[Saved data entries]
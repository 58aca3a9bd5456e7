use chrono::{DateTime, Utc};
use serde::{Deserialize, Serialize};
use std::fmt;

/// Ticket priority, linked to the SLA rule table.
#[derive(Debug, Clone, Copy, PartialEq, Eq, Hash, Serialize, Deserialize)]
pub enum Priority {
    Low,
    Medium,
    High,
    Critical,
}

impl Priority {
    pub fn as_str(&self) -> &'static str {
        match self {
            Priority::Low => "low",
            Priority::Medium => "medium",
            Priority::High => "high",
            Priority::Critical => "critical",
        }
    }

    pub fn parse(s: &str) -> Option<Self> {
        match s {
            "low" => Some(Priority::Low),
            "medium" => Some(Priority::Medium),
            "high" => Some(Priority::High),
            "critical" => Some(Priority::Critical),
            _ => None,
        }
    }
}

impl fmt::Display for Priority {
    fn fmt(&self, f: &mut fmt::Formatter<'_>) -> fmt::Result {
        f.pad(self.as_str())
    }
}

/// Broad ticket category, the second key of the SLA rule table.
#[derive(Debug, Clone, Copy, PartialEq, Eq, Hash, Serialize, Deserialize)]
pub enum TicketType {
    Incident,
    ServiceRequest,
    Change,
    Other,
}

impl TicketType {
    pub fn as_str(&self) -> &'static str {
        match self {
            TicketType::Incident => "incident",
            TicketType::ServiceRequest => "service_request",
            TicketType::Change => "change",
            TicketType::Other => "other",
        }
    }

    pub fn parse(s: &str) -> Option<Self> {
        match s {
            "incident" => Some(TicketType::Incident),
            "service_request" => Some(TicketType::ServiceRequest),
            "change" => Some(TicketType::Change),
            "other" => Some(TicketType::Other),
            _ => None,
        }
    }
}

impl fmt::Display for TicketType {
    fn fmt(&self, f: &mut fmt::Formatter<'_>) -> fmt::Result {
        f.pad(self.as_str())
    }
}

/// Lifecycle states. Transitions between them are owned exclusively by
/// `engine::lifecycle`; everything else treats the status as read-only.
#[derive(Debug, Clone, Copy, PartialEq, Eq, Hash, Serialize, Deserialize)]
pub enum TicketStatus {
    New,
    Assigned,
    InProgress,
    PendingUser,
    Resolved,
    Closed,
}

impl TicketStatus {
    pub fn as_str(&self) -> &'static str {
        match self {
            TicketStatus::New => "new",
            TicketStatus::Assigned => "assigned",
            TicketStatus::InProgress => "in_progress",
            TicketStatus::PendingUser => "pending_user",
            TicketStatus::Resolved => "resolved",
            TicketStatus::Closed => "closed",
        }
    }

    pub fn parse(s: &str) -> Option<Self> {
        match s {
            "new" => Some(TicketStatus::New),
            "assigned" => Some(TicketStatus::Assigned),
            "in_progress" => Some(TicketStatus::InProgress),
            "pending_user" => Some(TicketStatus::PendingUser),
            "resolved" => Some(TicketStatus::Resolved),
            "closed" => Some(TicketStatus::Closed),
            _ => None,
        }
    }

    /// Resolved and Closed tickets no longer count toward an engineer's
    /// active load and stop the SLA clock.
    pub fn is_terminal_for_sla(&self) -> bool {
        matches!(self, TicketStatus::Resolved | TicketStatus::Closed)
    }
}

impl fmt::Display for TicketStatus {
    fn fmt(&self, f: &mut fmt::Formatter<'_>) -> fmt::Result {
        f.pad(self.as_str())
    }
}

#[derive(Debug, Clone, Copy, PartialEq, Eq, Serialize, Deserialize)]
pub enum UserRole {
    Requester,
    Assignee,
    Manager,
    Admin,
}

impl UserRole {
    pub fn as_str(&self) -> &'static str {
        match self {
            UserRole::Requester => "requester",
            UserRole::Assignee => "assignee",
            UserRole::Manager => "manager",
            UserRole::Admin => "admin",
        }
    }

    pub fn parse(s: &str) -> Option<Self> {
        match s {
            "requester" => Some(UserRole::Requester),
            "assignee" => Some(UserRole::Assignee),
            "manager" => Some(UserRole::Manager),
            "admin" => Some(UserRole::Admin),
            _ => None,
        }
    }
}

impl fmt::Display for UserRole {
    fn fmt(&self, f: &mut fmt::Formatter<'_>) -> fmt::Result {
        f.pad(self.as_str())
    }
}

#[derive(Debug, Clone, Serialize, Deserialize)]
pub struct User {
    pub id: String,
    pub name: String,
    pub email: String,
    pub role: UserRole,
    pub department: String,
    pub location: Option<String>,
    /// Reporting manager, used for escalation visibility and the
    /// manager-of-assignee authorization check.
    pub manager_id: Option<String>,
}

/// An application users file tickets against (e.g. 'IT', 'P2P').
#[derive(Debug, Clone, Serialize, Deserialize)]
pub struct Application {
    pub id: String,
    pub name: String,
    pub active: bool,
}

#[derive(Debug, Clone, Serialize, Deserialize)]
pub struct Department {
    pub code: String,
    pub name: String,
    pub active: bool,
}

/// Catalog entry describing one kind of problem within an application.
/// Edited by administrators; tickets snapshot the code and name at creation
/// so later catalog edits only affect future tickets.
#[derive(Debug, Clone, Serialize, Deserialize)]
pub struct IssueDefinition {
    pub code: String,
    pub name: String,
    pub app_id: String,
    pub category: TicketType,
    pub priority: Priority,
    /// Ordered candidate assignees; the first entry is the primary engineer.
    pub assignee_ids: Vec<String>,
    /// Issue-specific resolution window. When absent the generic SLA rule
    /// table applies.
    pub sla_hours: Option<i64>,
    pub active: bool,
}

/// One row of the static SLA table, keyed by (priority, ticket type).
#[derive(Debug, Clone, Serialize, Deserialize)]
pub struct SlaRule {
    pub priority: Priority,
    pub ticket_type: TicketType,
    pub resolution_hours: i64,
    pub auto_escalate: bool,
}

#[derive(Debug, Clone, PartialEq, Serialize, Deserialize)]
pub struct Comment {
    pub id: i64,
    pub author_id: String,
    pub author_name: String,
    pub body: String,
    pub is_internal: bool,
    pub created_at: DateTime<Utc>,
}

#[derive(Debug, Clone, PartialEq, Serialize, Deserialize)]
pub struct Attachment {
    pub id: i64,
    pub name: String,
    pub size_bytes: i64,
    pub mime_type: String,
    pub url: String,
}

#[derive(Debug, Clone, PartialEq, Serialize, Deserialize)]
pub struct Ticket {
    pub id: String,
    pub requester_id: String,
    pub requester_name: String,
    pub app_id: String,
    pub ticket_type: TicketType,
    /// Snapshot of the issue definition at creation time.
    pub issue_code: String,
    pub issue_name: String,
    pub summary: String,
    pub description: String,
    pub status: TicketStatus,
    pub priority: Priority,
    pub assignee_id: Option<String>,
    pub created_at: DateTime<Utc>,
    pub assigned_at: Option<DateTime<Utc>>,
    pub updated_at: DateTime<Utc>,
    pub work_started_at: Option<DateTime<Utc>>,
    pub resolved_at: Option<DateTime<Utc>>,
    pub closed_at: Option<DateTime<Utc>>,
    /// Resolution window in hours stamped at creation (issue override or
    /// SLA table fallback).
    pub sla_hours: i64,
    /// 1..=5 escalation pressure indicator. 1 = fresh, 5 = deeply breached.
    pub sla_level: u8,
    pub is_escalated: bool,
    pub comments: Vec<Comment>,
    pub attachments: Vec<Attachment>,
}

impl Ticket {
    /// The user currently responsible, if any.
    pub fn assignee(&self) -> Option<&str> {
        self.assignee_id.as_deref()
    }
}

#[cfg(test)]
mod tests {
    use super::*;

    #[test]
    fn test_status_roundtrip() {
        for status in [
            TicketStatus::New,
            TicketStatus::Assigned,
            TicketStatus::InProgress,
            TicketStatus::PendingUser,
            TicketStatus::Resolved,
            TicketStatus::Closed,
        ] {
            assert_eq!(TicketStatus::parse(status.as_str()), Some(status));
        }
    }

    #[test]
    fn test_priority_roundtrip() {
        for p in [
            Priority::Low,
            Priority::Medium,
            Priority::High,
            Priority::Critical,
        ] {
            assert_eq!(Priority::parse(p.as_str()), Some(p));
        }
    }

    #[test]
    fn test_ticket_type_roundtrip() {
        for t in [
            TicketType::Incident,
            TicketType::ServiceRequest,
            TicketType::Change,
            TicketType::Other,
        ] {
            assert_eq!(TicketType::parse(t.as_str()), Some(t));
        }
    }

    #[test]
    fn test_role_roundtrip() {
        for r in [
            UserRole::Requester,
            UserRole::Assignee,
            UserRole::Manager,
            UserRole::Admin,
        ] {
            assert_eq!(UserRole::parse(r.as_str()), Some(r));
        }
    }

    #[test]
    fn test_parse_rejects_unknown() {
        assert_eq!(TicketStatus::parse("open"), None);
        assert_eq!(Priority::parse("urgent"), None);
        assert_eq!(TicketType::parse(""), None);
    }

    #[test]
    fn test_terminal_for_sla() {
        assert!(TicketStatus::Resolved.is_terminal_for_sla());
        assert!(TicketStatus::Closed.is_terminal_for_sla());
        assert!(!TicketStatus::New.is_terminal_for_sla());
        assert!(!TicketStatus::InProgress.is_terminal_for_sla());
        assert!(!TicketStatus::PendingUser.is_terminal_for_sla());
    }
}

**WORK INSTRUCTIONS**. Track down every line in the entries that includes the string "High", and copy it.

**SOLUTION TO THIS EXERCISE**.
    High,
            Priority::High => "high",
            "high" => Some(Priority::High),
            Priority::High,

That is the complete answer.